Just as we ought to let go of those things which are not ourselves, the Buddha tells us that all things we experience are not ourselves — nor do they have anything pertaining to a self. This is about human experience and not philosophical musing. The Buddha viewed all issues of experience relating to intentional actions and their results, that is kamma, his strategic yardstick for measuring wisdom applies to all levels of human experience: from the wisdom of simple generosity to the wisdom of emptiness and even Enlightenment itself. Wisdom is wise because it works. Wisdom makes a difference in what we do and the happiness we experience from those actions. These demands integrity: the willingness and ability to look honestly at the results of our actions, to admit when we’ve caused harm to ourselves or others, and to change our ways so that we won’t make the same mistake yet again.

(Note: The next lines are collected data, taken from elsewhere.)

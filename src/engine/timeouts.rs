//! Accessibility-aware timeout recommendation.

use std::time::Duration;

use bitflags::bitflags;
#[cfg(test)]
use mockall::automock;

bitflags! {
    /// Kinds of content an alert surface presents, used when asking for a
    /// recommended display duration.
    #[derive(Debug, Clone, Copy, PartialEq, Eq)]
    pub struct ContentFlags: u8 {
        /// The surface contains interactive controls.
        const CONTROLS = 0b0000_0001;
        /// The surface contains icons.
        const ICONS    = 0b0000_0010;
        /// The surface contains text.
        const TEXT     = 0b0000_0100;
    }
}

/// Supplies the effective display duration for an alert, given the caller's
/// requested timeout and the content the surface shows.
///
/// Implementations must never return less than `requested`: users relying on
/// longer interaction windows get a raised floor, never a shortened one.
#[cfg_attr(test, automock)]
pub trait TimeoutSource: Send + Sync {
    /// Returns the timeout to actually apply.
    fn recommended_timeout(&self, requested: Duration, flags: ContentFlags) -> Duration;
}

/// A fixed configured minimum, the stand-in for a platform accessibility
/// service.
#[derive(Debug, Clone, Copy)]
pub struct StaticTimeouts {
    minimum: Duration,
}

impl StaticTimeouts {
    /// Creates a source that floors every request at `minimum`.
    pub fn new(minimum: Duration) -> Self {
        Self { minimum }
    }
}

impl TimeoutSource for StaticTimeouts {
    fn recommended_timeout(&self, requested: Duration, _flags: ContentFlags) -> Duration {
        requested.max(self.minimum)
    }
}

#[cfg(test)]
mod tests {
    use super::*;

    #[test]
    fn floor_is_applied_below_minimum() {
        let source = StaticTimeouts::new(Duration::from_millis(10_000));
        let effective =
            source.recommended_timeout(Duration::from_millis(5_000), ContentFlags::all());
        assert_eq!(effective, Duration::from_millis(10_000));
    }

    #[test]
    fn requested_wins_above_minimum() {
        let source = StaticTimeouts::new(Duration::from_millis(2_000));
        let effective =
            source.recommended_timeout(Duration::from_millis(5_000), ContentFlags::TEXT);
        assert_eq!(effective, Duration::from_millis(5_000));
    }
}
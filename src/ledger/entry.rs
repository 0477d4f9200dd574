use std::fmt;
use std::str::FromStr;

use serde::{Deserialize, Serialize};
use thiserror::Error;

/// Distinguishes the two entry partitions tracked by the ledger.
#[derive(Debug, Clone, Copy, Serialize, Deserialize, PartialEq, Eq)]
#[serde(rename_all = "lowercase")]
pub enum EntryKind {
    Income,
    Expense,
}

impl fmt::Display for EntryKind {
    fn fmt(&self, f: &mut fmt::Formatter<'_>) -> fmt::Result {
        match self {
            EntryKind::Income => write!(f, "income"),
            EntryKind::Expense => write!(f, "expense"),
        }
    }
}

/// Error returned when parsing an [`EntryKind`] from text fails.
#[derive(Debug, Clone, PartialEq, Eq, Error)]
#[error("unknown entry kind `{0}` (expected `income` or `expense`)")]
pub struct ParseEntryKindError(String);

impl FromStr for EntryKind {
    type Err = ParseEntryKindError;

    fn from_str(input: &str) -> Result<Self, Self::Err> {
        match input.trim().to_ascii_lowercase().as_str() {
            "income" => Ok(EntryKind::Income),
            "expense" => Ok(EntryKind::Expense),
            other => Err(ParseEntryKindError(other.to_string())),
        }
    }
}

/// A single recorded income or expense.
///
/// Entries are immutable once created: the ledger assigns the id and only
/// ever hands entries out by shared reference.
#[derive(Debug, Clone, Serialize, Deserialize, PartialEq)]
pub struct Entry {
    pub id: u64,
    pub kind: EntryKind,
    pub description: String,
    pub value: f64,
}

impl Entry {
    pub(crate) fn new(
        id: u64,
        kind: EntryKind,
        description: impl Into<String>,
        value: f64,
    ) -> Self {
        Self {
            id,
            kind,
            description: description.into(),
            value,
        }
    }
}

This standard is direct and earthy in it’s grounding and somewhat surprising as most of us don’t think of the Buddha’s wisdom as so grounded, simple and straightforward. The phrase “Buddhist wisdom” conjures up teachings more abstract and baffling — anything but common sensical. The topic of emptiness a case in point. We are usually told that emptiness means that nothing has any inherent existence; on an ultimate level, things aren’t what we normally think of as “things;” and they are processes that are in no way separate from all the other processes on which they depend. This is a very sophisticated philosophically oriented idea while enchanting doesn’t offer much real help in getting practitioner up early to meditate nor in causing anyone to give up a destructive addiction.

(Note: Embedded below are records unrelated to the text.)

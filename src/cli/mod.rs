//! Presentation layer: the adapter contract plus the interactive and
//! scripted front ends.

pub mod interactive;
pub mod output;
pub mod presenter;
pub mod script;

pub use interactive::InteractivePresenter;
pub use presenter::{Command, EntryInput, Presenter};
pub use script::ScriptPresenter;

use std::io;

use crate::app::App;
use crate::errors::CommandError;
use crate::ledger::Ledger;

/// Environment variable that switches the CLI into script mode.
pub const SCRIPT_MODE_ENV: &str = "TALLY_CLI_SCRIPT";

/// Runs the CLI in the mode selected by the environment.
///
/// Script mode reads newline-delimited commands from stdin and keeps the
/// output plain so test harnesses see stable text; interactive mode runs
/// the dialoguer form loop.
pub fn run_cli() -> Result<(), CommandError> {
    if std::env::var_os(SCRIPT_MODE_ENV).is_some() {
        output::set_preferences(output::OutputPreferences { plain: true });
        let presenter = ScriptPresenter::new(io::stdin().lock());
        App::new(Ledger::new(), presenter).run()
    } else {
        let presenter = InteractivePresenter::new();
        App::new(Ledger::new(), presenter).run()
    }
}
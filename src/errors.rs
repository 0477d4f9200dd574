use thiserror::Error;

/// Reasons the add-entry guard rejects input before the ledger sees it.
#[derive(Debug, Clone, PartialEq, Eq, Error)]
pub enum ValidationError {
    #[error("description must not be empty")]
    EmptyDescription,
    #[error("value must be a number")]
    NotANumber,
    #[error("value must be greater than zero")]
    NotPositive,
}

/// Failures surfaced by the CLI front ends.
#[derive(Debug, Error)]
pub enum CommandError {
    #[error(transparent)]
    Io(#[from] std::io::Error),
    #[error(transparent)]
    Input(#[from] dialoguer::Error),
    #[error(transparent)]
    Serde(#[from] serde_json::Error),
}
use tally::{cli::run_cli, init};

fn main() {
    init();

    if let Err(err) = run_cli() {
        eprintln!("Error: {err}");
        std::process::exit(1);
    }
}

In the end, the Buddha’s practical teaching of emptiness seem to be fading and being replaced with glamorous sexy philosophy, “Marayana.” It is one reason to avoid straying too much into Fairy Dust Buddhism, and also one reason to return to the original teaching of the Buddha. It also helps to remind one of another often ignored teaching of the Buddha. It comes from the Ani Sutta: The Peg (SN 20.7) and should be a warning to us all.
…in the course of the future there will be monks who won’t listen when discourses that are words of the Tathagata — deep, deep in their meaning, transcendent, connected with emptiness — are being recited. They won’t lend ear, won’t set their hearts on knowing them, won’t regard these teachings as worth grasping or mastering. But they will listen when discourses that are literary works — the works of poets, elegant in sound, elegant in rhetoric, the work of outsiders, words of disciples — are recited. They will lend ear and set their hearts on knowing them. They will regard these teachings as worth grasping & mastering.
In this way the disappearance of the discourses that are words of the Tathagata — deep, deep in their meaning, transcendent, connected with emptiness — will come about.
That is a Buddhism without the Buddha.